For many of us, “What is your greatest weakness?” is a question we dread because it feels like a trap—and it can be one. However, it’s not the only question that gives job seekers nightmares. Anything else that preys on your insecurities, whether it’s explaining a gap in employment, an illegal question about your family planning, or an explanation of why you had to leave your previous position abruptly, can also be anxiety-provoking.

Here are some strategies to help you get the sleep you need the night before your interview and get through the questions you may or may not be asked.

Hope for the Best, Prepare for the Worst

Preparing good answers for the questions you dread most may help you feel calmer and more composed going into the interview. Invest some time in thinking of tactful ways to handle difficult questions, but try not to obsess.

Keep in mind that you might not have anything to worry about. The interviewer might not even ask you the questions you fear. It could be an easy interview, or it could be challenging in a way you can’t possibly anticipate or prepare for.

Know You’re There Because They Wanted You to Be

You are being interviewed for a reason. The interviewer likely recognizes no candidate is going to be perfect, and compared to everyone else in the pool who didn’t get an interview, you are qualified to do the job.

You are demonstrating a key skill for the job by handling awkward questions with aplomb.

The interview is more about finding out what kind of person you are, how you present yourself, and how you handle difficult questions in a meeting. So take a deep breath and relax a little. Just because the interviewer asks you about something doesn’t mean they are concerned enough about it to rule you out. If they were that concerned, you wouldn’t be meeting. The interviewer just wants to see how you handle the question.

Keep Your Answers Succinct

Answer questions honestly without offering additional, unnecessary information. When it comes to interview questions, even the nice ones, the goal is to get the interviewer to talk to you as much as possible. Yes, as a candidate you want to sell your skills and abilities, but even when it comes to that, people will tend to like you more if they think you want to listen to them. So even if you get your favorite question, keep your answer short and to the point.

When it comes to awkward questions, give an answer that provides enough information to ward off a follow-up question, but nothing more.

Redirect Inappropriate Questions

If you are a young woman and the interviewer asks if you are planning to have children, that is a red flag.

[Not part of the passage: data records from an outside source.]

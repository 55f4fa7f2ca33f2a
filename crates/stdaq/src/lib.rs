// SPDX-License-Identifier: Apache-2.0 OR MIT
// Copyright (c) 2025-2026 naskel.com

//! # stdaq - detector acquisition buffering layer
//!
//! Ingests per-module UDP packet streams from a multi-module pixel detector,
//! reassembles each module's image tile, stores tiles in shared-memory ring
//! stores that any number of consumer processes can map without copying, and
//! synchronizes the per-module tiles of one acquisition before signaling the
//! image downstream.
//!
//! ## Architecture
//!
//! ```text
//!  module 0 UDP --> PacketReceiver --> FrameReassembler --> ModuleWriter ---+
//!  module 1 UDP --> PacketReceiver --> FrameReassembler --> ModuleWriter ---+
//!       ...                                               (RingStore +     |
//!                                                           Notifier)       |
//!                                                                           v
//!                        ImageAssembler: copy tile into image RingStore slot,
//!                        ImageSynchronizer.process_arrival(image_id, module)
//!                                                                           |
//!                             pop_next_complete() --> image Notifier --> consumers
//! ```
//!
//! ## Key Types
//!
//! | Type | Description |
//! |------|-------------|
//! | [`RingStore`] | Named shared-memory arena addressed by `id mod n_slots` |
//! | [`PacketReceiver`] | Batched (`recvmmsg`) UDP receive for one module port |
//! | [`FrameReassembler`] | Packet-to-frame state machine, survives batch boundaries |
//! | [`ImageSynchronizer`] | Per-image module arrival tracking, in-order completion |
//! | [`Notifier`] | Id-only publish/subscribe over shared memory + futex |
//!
//! ## Quick Start
//!
//! ```rust,no_run
//! use stdaq::{ImageSynchronizer, ModuleMask};
//!
//! let mut sync = ImageSynchronizer::new(ModuleMask::first_n(4), 64);
//! for module in 0..4 {
//!     let _ = sync.process_arrival(7, module);
//! }
//! assert_eq!(sync.pop_next_complete(), Some(7));
//! ```

/// Compile-time buffer constants, detector configuration and segment naming.
pub mod config;
/// Crate-level error type wrapping the per-subsystem errors.
pub mod error;
/// Frame metadata, packet-to-frame reassembly and per-module frame statistics.
pub mod frame;
/// Id-only shared-memory notification channel.
pub mod notify;
/// Producer and consumer glue wiring receivers, stores, notifiers and the synchronizer.
pub mod pipeline;
/// Batched UDP reception and wire packet layouts.
pub mod recv;
/// Periodic statistics reporting in InfluxDB line protocol.
pub mod stats;
/// Shared-memory ring store.
pub mod store;
/// Cross-module image synchronization.
pub mod sync;

pub use config::DetectorConfig;
pub use error::{Error, Result};
pub use frame::{FrameMeta, FrameReassembler, FrameSink, FrameState, FrameStats, FrameView};
pub use notify::{NotifySubscriber, Notifier};
pub use pipeline::{ImageAssembler, ModuleStream, ModuleWriter};
pub use recv::{NetError, Packet, PacketBatch, PacketLayout, PacketReceiver, ReceiverConfig};
pub use stats::{PeriodicReporter, StatsSource};
pub use store::{RingStore, SlotLayout, SlotView, SlotViewMut, StoreError};
pub use sync::{ArrivalOutcome, ImageSynchronizer, ModuleMask, SharedSynchronizer, SyncStats};

/// Identifier of one acquisition event across all modules.
pub type ImageId = u64;

/// Identifier of one detector module (one UDP link, one image tile).
pub type ModuleId = u16;

/// stdaq version string.
pub const VERSION: &str = env!("CARGO_PKG_VERSION");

Questions about your family plans, religion, health conditions, and more are not only rude and none of the employer’s business, they’re also illegal. Obviously, pointing out to an interviewer that the question is illegal is not a way to score points. You may want to ask yourself if you want to work for someone who engages in these practices, but you can consider that later. An example of how to handle this type of question is to say something like, “I am currently focused on the next step in my career, and I believe this meeting is a good opportunity to discuss how the position you are trying to fill could fit into that.”

Always bring the conversation back to how you plan to move forward and the skills you have to offer that could be a good fit for the position. It may feel a bit like playing politician, but that is a role people sometimes need to play in business meetings. So, don’t worry. You are demonstrating a key skill for the job by handling awkward questions with aplomb.


U.S. Equal Employment Opportunity Commission. (n.d.). Prohibited Employment Policies/Practices. Retrieved from

© Copyright 2016 All rights reserved. Permission to publish granted by Amy Armstrong, MS, NCC, MCC, LPC, Career Counseling Topic Expert Contributor

The preceding article was solely written by the author named above. Any views and opinions expressed are not necessarily shared by Questions or concerns about the preceding article can be directed to the author or posted as a comment below.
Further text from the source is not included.